## What you will do
Scan the entries for lines with the word "number" and copy those lines.

## Collected data
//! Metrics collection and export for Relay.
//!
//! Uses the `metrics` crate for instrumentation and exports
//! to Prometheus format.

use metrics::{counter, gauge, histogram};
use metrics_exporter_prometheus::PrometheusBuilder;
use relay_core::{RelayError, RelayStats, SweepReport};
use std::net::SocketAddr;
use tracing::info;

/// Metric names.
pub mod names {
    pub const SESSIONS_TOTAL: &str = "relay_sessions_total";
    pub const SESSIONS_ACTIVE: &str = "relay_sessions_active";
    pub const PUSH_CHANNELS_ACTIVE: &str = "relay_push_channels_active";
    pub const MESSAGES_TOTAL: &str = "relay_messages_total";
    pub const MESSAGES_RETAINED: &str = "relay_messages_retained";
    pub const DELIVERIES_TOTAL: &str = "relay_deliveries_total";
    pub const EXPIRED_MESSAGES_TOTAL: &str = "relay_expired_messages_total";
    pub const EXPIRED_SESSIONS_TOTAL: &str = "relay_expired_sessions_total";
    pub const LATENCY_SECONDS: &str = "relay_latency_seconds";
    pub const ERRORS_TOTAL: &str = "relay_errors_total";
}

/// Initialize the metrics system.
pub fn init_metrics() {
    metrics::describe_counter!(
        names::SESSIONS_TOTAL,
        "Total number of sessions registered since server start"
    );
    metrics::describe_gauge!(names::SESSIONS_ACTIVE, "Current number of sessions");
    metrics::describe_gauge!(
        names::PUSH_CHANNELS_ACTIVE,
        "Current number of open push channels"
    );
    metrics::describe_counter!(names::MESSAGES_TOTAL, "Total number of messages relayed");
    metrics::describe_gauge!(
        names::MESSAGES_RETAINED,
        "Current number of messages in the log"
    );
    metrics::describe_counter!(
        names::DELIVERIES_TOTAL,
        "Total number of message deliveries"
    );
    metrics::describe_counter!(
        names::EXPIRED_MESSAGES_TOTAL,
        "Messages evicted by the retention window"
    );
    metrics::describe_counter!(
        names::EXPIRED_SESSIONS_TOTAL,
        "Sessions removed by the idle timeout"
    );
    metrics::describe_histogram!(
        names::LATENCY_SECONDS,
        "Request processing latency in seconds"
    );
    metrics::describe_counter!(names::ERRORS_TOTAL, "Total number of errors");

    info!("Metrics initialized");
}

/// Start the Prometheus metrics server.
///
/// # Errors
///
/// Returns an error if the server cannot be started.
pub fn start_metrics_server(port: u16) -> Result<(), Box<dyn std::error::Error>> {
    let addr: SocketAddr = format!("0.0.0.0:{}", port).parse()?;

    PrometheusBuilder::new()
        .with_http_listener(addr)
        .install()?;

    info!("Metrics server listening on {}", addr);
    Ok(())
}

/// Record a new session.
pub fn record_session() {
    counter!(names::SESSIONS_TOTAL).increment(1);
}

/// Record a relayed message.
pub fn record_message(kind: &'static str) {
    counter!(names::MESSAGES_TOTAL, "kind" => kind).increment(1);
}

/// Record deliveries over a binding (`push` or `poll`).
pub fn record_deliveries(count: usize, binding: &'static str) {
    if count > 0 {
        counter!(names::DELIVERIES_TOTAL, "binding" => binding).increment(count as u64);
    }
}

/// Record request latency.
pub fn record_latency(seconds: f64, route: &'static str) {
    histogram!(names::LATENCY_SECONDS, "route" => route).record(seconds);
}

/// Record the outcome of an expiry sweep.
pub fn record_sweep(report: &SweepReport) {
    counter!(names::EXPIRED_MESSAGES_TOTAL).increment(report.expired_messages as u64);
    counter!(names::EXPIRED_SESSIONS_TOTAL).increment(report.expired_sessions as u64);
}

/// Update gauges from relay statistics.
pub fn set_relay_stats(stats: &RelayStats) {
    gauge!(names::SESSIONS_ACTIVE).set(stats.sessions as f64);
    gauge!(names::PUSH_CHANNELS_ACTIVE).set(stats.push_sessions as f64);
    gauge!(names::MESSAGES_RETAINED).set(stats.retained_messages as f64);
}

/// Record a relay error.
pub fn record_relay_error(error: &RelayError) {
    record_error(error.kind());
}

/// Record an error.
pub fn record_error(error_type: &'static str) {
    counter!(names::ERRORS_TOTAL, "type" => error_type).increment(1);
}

## Task result
        "Total number of sessions registered since server start"
    metrics::describe_gauge!(names::SESSIONS_ACTIVE, "Current number of sessions");
        "Current number of open push channels"
    metrics::describe_counter!(names::MESSAGES_TOTAL, "Total number of messages relayed");
        "Current number of messages in the log"
        "Total number of message deliveries"
    metrics::describe_counter!(names::ERRORS_TOTAL, "Total number of errors");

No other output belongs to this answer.